Warum wir für die Aushärtung von Halbleiterkomponenten Infrarotstrahlung verwenden
Bei der Erwärmung von Halbleiterkomponenten verwenden wir Infrarotstrahlung. Warum? Weil die herkömmliche Methode – die Verwendung von Konvektionsöfen – viele Probleme mit sich bringt. Solche Öfen können Partikel freisetzen oder erfordern den Einsatz schädlicher chemischer Katalysatoren sowie VOCs, nur um die nötige Temperatur für die Aushärtung zu erreichen.
Infrarotstrahlung umgeht all das. Anstelle der Erwärmung der Luft wird die Energie direkt in das Material geleitet.
Es handelt sich dabei um eine andere Art von Wärme.
Stellen Sie sich vor, Sie stehen an einem kalten Tag in der Sonne. Sie spüren nicht, dass die Luft wärmer wird – stattdessen spüren Sie die Wärme, die auf Ihre Haut trifft.

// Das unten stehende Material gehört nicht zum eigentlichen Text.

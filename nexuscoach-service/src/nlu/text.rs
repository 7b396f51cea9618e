//! Utterance normalization and token matching.

/// Lowercase, fold Portuguese/Spanish diacritics to ASCII and turn punctuation
/// into single spaces. Apostrophes are dropped so `Kai'Sa` matches `kaisa`;
/// `/` is kept for K/D/A.
pub fn normalize(text: &str) -> String {
    let mut out = String::with_capacity(text.len());
    let mut pending_space = false;

    for c in text.chars().flat_map(char::to_lowercase) {
        if c == '\'' || c == '\u{2019}' {
            continue;
        }
        let c = fold_char(c);
        if c.is_ascii_alphanumeric() || c == '/' {
            if pending_space && !out.is_empty() {
                out.push(' ');
            }
            pending_space = false;
            out.push(c);
        } else {
            pending_space = true;
        }
    }

    out
}

fn fold_char(c: char) -> char {
    match c {
        'á' | 'à' | 'â' | 'ã' | 'ä' | 'å' => 'a',
        'é' | 'è' | 'ê' | 'ë' => 'e',
        'í' | 'ì' | 'î' | 'ï' => 'i',
        'ó' | 'ò' | 'ô' | 'õ' | 'ö' => 'o',
        'ú' | 'ù' | 'û' | 'ü' => 'u',
        'ç' => 'c',
        'ñ' => 'n',
        'ý' | 'ÿ' => 'y',
        other => other,
    }
}

/// Split a normalized string into tokens
pub fn tokens(normalized: &str) -> Vec<&str> {
    normalized.split(' ').filter(|t| !t.is_empty()).collect()
}

/// Start positions of every occurrence of `phrase` in `tokens`
pub fn phrase_positions<S: AsRef<str>>(tokens: &[&str], phrase: &[S]) -> Vec<usize> {
    if phrase.is_empty() || phrase.len() > tokens.len() {
        return Vec::new();
    }
    (0..=tokens.len() - phrase.len())
        .filter(|&i| {
            phrase
                .iter()
                .enumerate()
                .all(|(j, p)| tokens[i + j] == p.as_ref())
        })
        .collect()
}

/// Whether a (possibly multi-word) keyword occurs on token boundaries
pub fn contains_phrase(tokens: &[&str], keyword: &str) -> bool {
    let phrase: Vec<&str> = keyword.split(' ').collect();
    !phrase_positions(tokens, &phrase).is_empty()
}

/// Whether any of the keywords occurs
pub fn contains_any(tokens: &[&str], keywords: &[&str]) -> bool {
    keywords.iter().any(|k| contains_phrase(tokens, k))
}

In einem Reinraumfahrzeug dringt das Kurzwellen-Infrarot tief in die Beschichtung oder das Klebstoffmaterial ein. Dadurch wird eine Reaktion ausgelöst, die das Material von innen heraus aushärtet. Da wir nicht versuchen, den gesamten Raum zu erwärmen, sparen wir viel Energie. In der Regel werden 30 % bis 50 % weniger Energie benötigt als bei Systemen mit Gebläseluft. Das ist ein Vorteil für den Planeten und auch für die Stromrechnung.
Die Reinheit der Komponenten bewahren
Wenn man mit bleifreiem Lötmaterial arbeitet, weiß man, wie schwierig das sein kann. Es werden hohe Temperaturen sowie ein sehr präzises Temperaturprofil erforderlich.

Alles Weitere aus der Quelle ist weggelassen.